Glittering, silver-white dust hung suspended in the air, frozen in the shape the blade once held.
Kai didn't pause.
He moved seamlessly into the second part of the spell. The air cooled, charged with the clean, sharp tang of raw magic.
An indestructible object can be created through this spell by binding it to a source of strong and protective magic that is long-lasting.
His voice deepened, resonant, as he spoke:
"Vescaram Anta Intacurum,
Vescalis Dissendis Divinitum.
Ex Tutum Tatum, Dimentum Talos.
Dox Toxem, Dox Malum.
Dox Divinitum."
The powdered remains of the Leo Blade responded.
They stirred, swirled, broke shape and flowing like liquid metal. The dust streamed through the air in a spiraling dance, drawn not by gravity but by Kai's magical intention.
It moved toward the second object resting on the floor.
Martin watched, rapt.
The powder wrapped around it in slow, deliberate layers, coating every side, every edge, every smallest angle. It didn't just cling to it but it sank in, seeping through the surface as if the object were porous on a metaphysical level.
Runes flared, then vanished, leaving behind a faint glow that throbbed like a heartbeat.
Martin whispered, half to himself, half to Kai:
"Layered infusion without rupture. Sequential binding. You're not just coating it… you're rewriting its fundamental nature while preserving its conceptual axis."

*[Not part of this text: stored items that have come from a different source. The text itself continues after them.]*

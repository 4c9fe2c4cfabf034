//! Drop zones and pointer-within hit-testing.

use std::cmp::Ordering;

use notetree_core::{NodeKey, NoteTree};

use crate::error::DndError;
use crate::geometry::{Point, Rect};

/// Where a dragged node can land.
#[derive(Debug, Clone, PartialEq, Eq, Hash)]
pub enum DropTarget {
    /// The implicit root; dropping here makes the node root-level.
    Root,
    /// A directory.
    Directory(NodeKey),
}

impl DropTarget {
    /// The parent key a drop here results in.
    pub fn parent_key(&self) -> Option<&NodeKey> {
        match self {
            Self::Root => None,
            Self::Directory(key) => Some(key),
        }
    }
}

#[derive(Debug, Clone)]
struct DropZone {
    target: DropTarget,
    bounds: Rect,
    depth: usize,
}

/// Registered drop zones for the current layout.
///
/// Only directories and the root register. When zones overlap, the one
/// nested deepest in the tree wins, then the smallest.
#[derive(Debug, Clone, Default)]
pub struct DropZoneRegistry {
    zones: Vec<DropZone>,
}

impl DropZoneRegistry {
    pub fn new() -> Self {
        Self::default()
    }

    /// Register the root zone, usually the whole tree panel.
    pub fn register_root(&mut self, bounds: Rect) {
        self.upsert(DropZone {
            target: DropTarget::Root,
            bounds,
            depth: 0,
        });
    }

    /// Register a directory row (with its expanded children) as a zone.
    pub fn register_directory(
        &mut self,
        tree: &NoteTree,
        key: &NodeKey,
        bounds: Rect,
    ) -> Result<(), DndError> {
        let node = tree
            .get(key)
            .ok_or_else(|| DndError::UnknownNode { key: key.clone() })?;
        if !node.is_directory() {
            tracing::error!(target: "dnd", %key, "note registered as a drop zone");
            return Err(DndError::NotADropTarget { key: key.clone() });
        }
        self.upsert(DropZone {
            target: DropTarget::Directory(key.clone()),
            bounds,
            depth: tree.depth(key) + 1,
        });
        Ok(())
    }

    /// Remove a zone. Returns whether it was registered.
    pub fn unregister(&mut self, target: &DropTarget) -> bool {
        let before = self.zones.len();
        self.zones.retain(|zone| zone.target != *target);
        self.zones.len() != before
    }

    pub fn clear(&mut self) {
        self.zones.clear();
    }

    pub fn len(&self) -> usize {
        self.zones.len()
    }

    pub fn is_empty(&self) -> bool {
        self.zones.is_empty()
    }

    /// The innermost zone containing `point`.
    pub fn hit_test(&self, point: Point) -> Option<&DropTarget> {
        self.zones
            .iter()
            .filter(|zone| zone.bounds.contains(point))
            .min_by(|a, b| innermost_first(a, b))
            .map(|zone| &zone.target)
    }

    fn upsert(&mut self, zone: DropZone) {
        match self.zones.iter_mut().find(|z| z.target == zone.target) {
            Some(existing) => *existing = zone,
            None => self.zones.push(zone),
        }
    }
}

fn innermost_first(a: &DropZone, b: &DropZone) -> Ordering {
    b.depth
        .cmp(&a.depth)
        .then_with(|| a.bounds.area().total_cmp(&b.bounds.area()))
}
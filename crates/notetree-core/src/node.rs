//! Note and directory node types.

use std::fmt;

use compact_str::CompactString;
use serde::{Deserialize, Serialize};
use strum::{Display, EnumString};

/// Globally unique, opaque identifier for a node.
#[derive(Debug, Clone, PartialEq, Eq, Hash, PartialOrd, Ord, Serialize, Deserialize)]
#[serde(transparent)]
pub struct NodeKey(CompactString);

impl NodeKey {
    /// Create a new key from any string-like value.
    pub fn new(key: impl Into<CompactString>) -> Self {
        Self(key.into())
    }

    /// Get the key as a string slice.
    pub fn as_str(&self) -> &str {
        self.0.as_str()
    }
}

impl fmt::Display for NodeKey {
    fn fmt(&self, f: &mut fmt::Formatter<'_>) -> fmt::Result {
        f.write_str(&self.0)
    }
}

impl From<&str> for NodeKey {
    fn from(key: &str) -> Self {
        Self::new(key)
    }
}

impl From<String> for NodeKey {
    fn from(key: String) -> Self {
        Self::new(key)
    }
}

impl AsRef<str> for NodeKey {
    fn as_ref(&self) -> &str {
        self.as_str()
    }
}

/// Type of tree node. Fixed for the lifetime of the node.
#[derive(
    Debug, Clone, Copy, PartialEq, Eq, Hash, Serialize, Deserialize, Display, EnumString,
)]
#[serde(rename_all = "lowercase")]
#[strum(serialize_all = "lowercase")]
pub enum NodeKind {
    /// A leaf holding textual content.
    Note,
    /// A container of notes and other directories.
    Directory,
}

impl NodeKind {
    /// Check if this is a note.
    pub fn is_note(self) -> bool {
        matches!(self, NodeKind::Note)
    }

    /// Check if this is a directory.
    pub fn is_directory(self) -> bool {
        matches!(self, NodeKind::Directory)
    }
}

/// A nested node as exchanged with the remote store.
///
/// This is the wire shape: a directory owns its children inline. Inside the
/// store nodes live in an arena instead (see [`crate::NoteTree`]).
#[derive(Debug, Clone, PartialEq, Eq, Serialize, Deserialize)]
#[serde(rename_all = "camelCase")]
pub struct TreeNode {
    /// Unique key.
    pub key: NodeKey,

    /// User-visible label.
    pub name: CompactString,

    /// Note or directory.
    #[serde(rename = "type")]
    pub kind: NodeKind,

    /// Owning directory, `None` for root-level nodes.
    #[serde(default)]
    pub parent_key: Option<NodeKey>,

    /// Ordered children (directories only).
    #[serde(default)]
    pub children: Vec<TreeNode>,
}

impl TreeNode {
    /// Create a new note.
    pub fn note(
        key: impl Into<NodeKey>,
        name: impl Into<CompactString>,
        parent_key: Option<NodeKey>,
    ) -> Self {
        Self {
            key: key.into(),
            name: name.into(),
            kind: NodeKind::Note,
            parent_key,
            children: Vec::new(),
        }
    }

    /// Create a new, empty directory.
    pub fn directory(
        key: impl Into<NodeKey>,
        name: impl Into<CompactString>,
        parent_key: Option<NodeKey>,
    ) -> Self {
        Self {
            key: key.into(),
            name: name.into(),
            kind: NodeKind::Directory,
            parent_key,
            children: Vec::new(),
        }
    }

    /// Append a child, fixing up its parent key. Builder-style.
    pub fn with_child(mut self, mut child: TreeNode) -> Self {
        child.parent_key = Some(self.key.clone());
        self.children.push(child);
        self
    }

    /// Check if this node is a note.
    pub fn is_note(&self) -> bool {
        self.kind.is_note()
    }

    /// Check if this node is a directory.
    pub fn is_directory(&self) -> bool {
        self.kind.is_directory()
    }

    /// Count this node and all of its descendants.
    pub fn subtree_len(&self) -> usize {
        let mut count = 0;
        let mut stack = vec![self];
        while let Some(node) = stack.pop() {
            count += 1;
            stack.extend(node.children.iter());
        }
        count
    }
}

/// A node stored in the arena.
///
/// Parent and children are key references, never nested ownership.
#[derive(Debug, Clone, PartialEq, Eq)]
pub struct Node {
    pub(crate) key: NodeKey,
    pub(crate) name: CompactString,
    pub(crate) kind: NodeKind,
    pub(crate) parent: Option<NodeKey>,
    pub(crate) children: Vec<NodeKey>,
}

impl Node {
    pub(crate) fn new(
        key: NodeKey,
        name: CompactString,
        kind: NodeKind,
        parent: Option<NodeKey>,
    ) -> Self {
        Self {
            key,
            name,
            kind,
            parent,
            children: Vec::new(),
        }
    }

    /// Unique key of this node.
    pub fn key(&self) -> &NodeKey {
        &self.key
    }

    /// Current label.
    pub fn name(&self) -> &str {
        &self.name
    }

    /// Note or directory.
    pub fn kind(&self) -> NodeKind {
        self.kind
    }

    /// Owning directory, `None` at root level.
    pub fn parent_key(&self) -> Option<&NodeKey> {
        self.parent.as_ref()
    }

    /// Ordered child keys.
    pub fn child_keys(&self) -> &[NodeKey] {
        &self.children
    }

    /// Check if this node is a note.
    pub fn is_note(&self) -> bool {
        self.kind.is_note()
    }

    /// Check if this node is a directory.
    pub fn is_directory(&self) -> bool {
        self.kind.is_directory()
    }

    /// Get the number of direct children.
    pub fn child_count(&self) -> usize {
        self.children.len()
    }
}

#[cfg(test)]
mod tests {
    use super::*;

    #[test]
    fn test_node_key() {
        let key = NodeKey::new("n1");
        assert_eq!(key.as_str(), "n1");
        assert_eq!(key.to_string(), "n1");
        assert_eq!(key, NodeKey::from("n1"));
    }

    #[test]
    fn test_node_kind_strings() {
        assert_eq!(NodeKind::Note.to_string(), "note");
        assert_eq!("directory".parse::<NodeKind>().unwrap(), NodeKind::Directory);
        assert!("folder".parse::<NodeKind>().is_err());
    }

    #[test]
    fn test_with_child_sets_parent() {
        let dir = TreeNode::directory("d1", "A", None).with_child(TreeNode::note("n1", "x", None));
        assert_eq!(dir.children[0].parent_key, Some(NodeKey::new("d1")));
        assert_eq!(dir.subtree_len(), 2);
    }

    #[test]
    fn test_tree_node_wire_shape() {
        let json = r#"{"key":"n1","name":"x","type":"note","parentKey":null}"#;
        let node: TreeNode = serde_json::from_str(json).unwrap();
        assert!(node.is_note());
        assert!(node.children.is_empty());
        assert!(node.parent_key.is_none());

        let back = serde_json::to_value(&node).unwrap();
        assert_eq!(back["type"], "note");
        assert!(back["parentKey"].is_null());
    }
}
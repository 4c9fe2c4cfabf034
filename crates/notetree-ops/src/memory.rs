//! In-process remote store.

use std::collections::{HashMap, VecDeque};
use std::sync::{Mutex, MutexGuard, PoisonError};

use compact_str::CompactString;

use notetree_core::{NodeKey, NodeKind, NoteTree, TreeError, TreeNode};

use crate::persistence::{Persistence, RequestError};
use crate::request::PersistRequest;

#[derive(Debug, Default)]
struct RemoteState {
    tree: NoteTree,
    contents: HashMap<NodeKey, String>,
    next_key: u64,
    failures: VecDeque<RequestError>,
    calls: Vec<PersistRequest>,
}

/// A remote store that keeps everything in memory.
///
/// Behaves like the server: assigns keys, validates moves and deletes, and
/// can be told to fail upcoming requests.
#[derive(Debug, Default)]
pub struct MemoryRemote {
    state: Mutex<RemoteState>,
}

impl MemoryRemote {
    /// Create an empty remote.
    pub fn new() -> Self {
        Self::default()
    }

    /// Create a remote holding the given tree.
    pub fn with_tree(nodes: Vec<TreeNode>) -> Result<Self, TreeError> {
        let tree = NoteTree::from_nodes(nodes)?;
        Ok(Self {
            state: Mutex::new(RemoteState {
                tree,
                ..Default::default()
            }),
        })
    }

    /// Make the next request fail with `error`. Queued failures apply in order.
    pub fn fail_next(&self, error: RequestError) {
        self.lock().failures.push_back(error);
    }

    /// Current server-side tree.
    pub fn snapshot(&self) -> Vec<TreeNode> {
        self.lock().tree.to_nodes()
    }

    /// Stored content of a note.
    pub fn content(&self, key: &NodeKey) -> Option<String> {
        self.lock().contents.get(key).cloned()
    }

    /// Every mutating request received so far, in arrival order.
    pub fn calls(&self) -> Vec<PersistRequest> {
        self.lock().calls.clone()
    }

    fn lock(&self) -> MutexGuard<'_, RemoteState> {
        self.state.lock().unwrap_or_else(PoisonError::into_inner)
    }

    /// Record a call and pop any injected failure.
    fn begin(&self, request: Option<PersistRequest>) -> Result<MutexGuard<'_, RemoteState>, RequestError> {
        let mut state = self.lock();
        if let Some(request) = request {
            state.calls.push(request);
        }
        match state.failures.pop_front() {
            Some(error) => Err(error),
            None => Ok(state),
        }
    }
}

fn reject(err: TreeError) -> RequestError {
    match err {
        TreeError::NotFound { key } => RequestError::NotFound { key },
        other => RequestError::rejected(other.to_string()),
    }
}

fn move_checked(
    state: &mut RemoteState,
    key: &NodeKey,
    expected: NodeKind,
    parent: Option<&NodeKey>,
) -> Result<(), RequestError> {
    let node = state.tree.require(key).map_err(reject)?;
    if node.kind() != expected {
        return Err(RequestError::rejected(format!("{key} is not a {expected}")));
    }
    match state.tree.relocate(key, parent) {
        Ok(_) | Err(TreeError::AlreadyInParent { .. }) => Ok(()),
        Err(err) => Err(reject(err)),
    }
}

impl Persistence for MemoryRemote {
    async fn fetch_tree(&self) -> Result<Vec<TreeNode>, RequestError> {
        let state = self.begin(None)?;
        Ok(state.tree.to_nodes())
    }

    async fn create_node(
        &self,
        kind: NodeKind,
        parent: Option<NodeKey>,
    ) -> Result<TreeNode, RequestError> {
        let mut state = self.begin(Some(PersistRequest::create(kind, parent.clone())))?;
        let key = loop {
            state.next_key += 1;
            let key = NodeKey::new(format!("{kind}-{}", state.next_key));
            if !state.tree.contains(&key) {
                break key;
            }
        };
        let node = match kind {
            NodeKind::Note => TreeNode::note(key.clone(), "Untitled", parent),
            NodeKind::Directory => TreeNode::directory(key.clone(), "New Directory", parent),
        };
        state.tree.insert(node.clone()).map_err(reject)?;
        if kind.is_note() {
            state.contents.insert(key, String::new());
        }
        Ok(node)
    }

    async fn rename_node(&self, key: NodeKey, name: CompactString) -> Result<(), RequestError> {
        let mut state = self.begin(Some(PersistRequest::rename(key.clone(), name.clone())))?;
        state.tree.rename(&key, name).map_err(reject)?;
        Ok(())
    }

    async fn delete_node(&self, key: NodeKey) -> Result<(), RequestError> {
        let mut state = self.begin(Some(PersistRequest::delete(key.clone())))?;
        let detached = state.tree.remove(&key).map_err(reject)?;
        for removed in detached.keys() {
            state.contents.remove(removed);
        }
        Ok(())
    }

    async fn move_note(&self, note: NodeKey, directory: Option<NodeKey>) -> Result<(), RequestError> {
        let request = PersistRequest::move_to(NodeKind::Note, note.clone(), directory.clone());
        let mut state = self.begin(Some(request))?;
        move_checked(&mut state, &note, NodeKind::Note, directory.as_ref())
    }

    async fn move_directory(
        &self,
        directory: NodeKey,
        parent: Option<NodeKey>,
    ) -> Result<(), RequestError> {
        let request = PersistRequest::move_to(NodeKind::Directory, directory.clone(), parent.clone());
        let mut state = self.begin(Some(request))?;
        move_checked(&mut state, &directory, NodeKind::Directory, parent.as_ref())
    }

    async fn update_content(&self, note: NodeKey, content: String) -> Result<(), RequestError> {
        let request = PersistRequest::update_content(note.clone(), content.clone());
        let mut state = self.begin(Some(request))?;
        if !state.tree.require(&note).map_err(reject)?.is_note() {
            return Err(RequestError::rejected(format!("{note} is not a note")));
        }
        state.contents.insert(note, content);
        Ok(())
    }
}

#[cfg(test)]
mod tests {
    use super::*;

    fn remote() -> MemoryRemote {
        MemoryRemote::with_tree(vec![
            TreeNode::directory("d1", "A", None).with_child(TreeNode::note("n1", "x", None)),
        ])
        .unwrap()
    }

    #[tokio::test]
    async fn test_create_assigns_keys() {
        let remote = remote();
        let a = remote.create_node(NodeKind::Note, None).await.unwrap();
        let b = remote
            .create_node(NodeKind::Directory, Some(NodeKey::new("d1")))
            .await
            .unwrap();
        assert_ne!(a.key, b.key);
        assert_eq!(b.parent_key, Some(NodeKey::new("d1")));
        assert_eq!(remote.content(&a.key), Some(String::new()));
    }

    #[tokio::test]
    async fn test_create_skips_taken_keys() {
        let remote =
            MemoryRemote::with_tree(vec![TreeNode::note("note-1", "seeded", None)]).unwrap();
        let node = remote.create_node(NodeKind::Note, None).await.unwrap();
        assert_eq!(node.key, NodeKey::new("note-2"));
    }

    #[tokio::test]
    async fn test_move_endpoint_checks_kind() {
        let remote = remote();
        let err = remote
            .move_note(NodeKey::new("d1"), None)
            .await
            .unwrap_err();
        assert!(matches!(err, RequestError::Rejected { .. }));

        remote.move_note(NodeKey::new("n1"), None).await.unwrap();
        assert_eq!(remote.snapshot().len(), 2);
    }

    #[tokio::test]
    async fn test_injected_failure_is_consumed() {
        let remote = remote();
        remote.fail_next(RequestError::network("offline"));
        assert!(remote.fetch_tree().await.is_err());
        assert!(remote.fetch_tree().await.is_ok());
    }

    #[tokio::test]
    async fn test_delete_unknown_is_not_found() {
        let remote = remote();
        let err = remote.delete_node(NodeKey::new("ghost")).await.unwrap_err();
        assert_eq!(
            err,
            RequestError::NotFound {
                key: NodeKey::new("ghost")
            }
        );
        assert_eq!(remote.calls().len(), 1);
    }
}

His eyes were bright with horrified admiration.
"One wrong proportion and the Leo essence would have devoured the host matrix. It's… delicate and reckless."
Kai smiled faintly, eyes fixed on the process.
"Delicate is what separates art," he murmured, "from accidents."
The last of the powdered Leo Blade vanished into the object. The glow stabilized and the circle went still.
Kai stepped closer, studying it with quiet satisfaction.
"Well," he said. "One god-killing edge, successfully repurposed."
Martin stared at it, then at Kai.
"And you think this," he said slowly, "will hold the fox."
Kai's smile sharpened.
"Oh no," he replied. "This won't hold him."
He glanced up at the runes painted all over the walls and ceiling. The vast, intricate spell-web that tied his pocket realm, the Leo remnant and something far beyond all together.
"This," Kai said, "will make sure that when I drag him into the trap… every single thing he does only fuels it."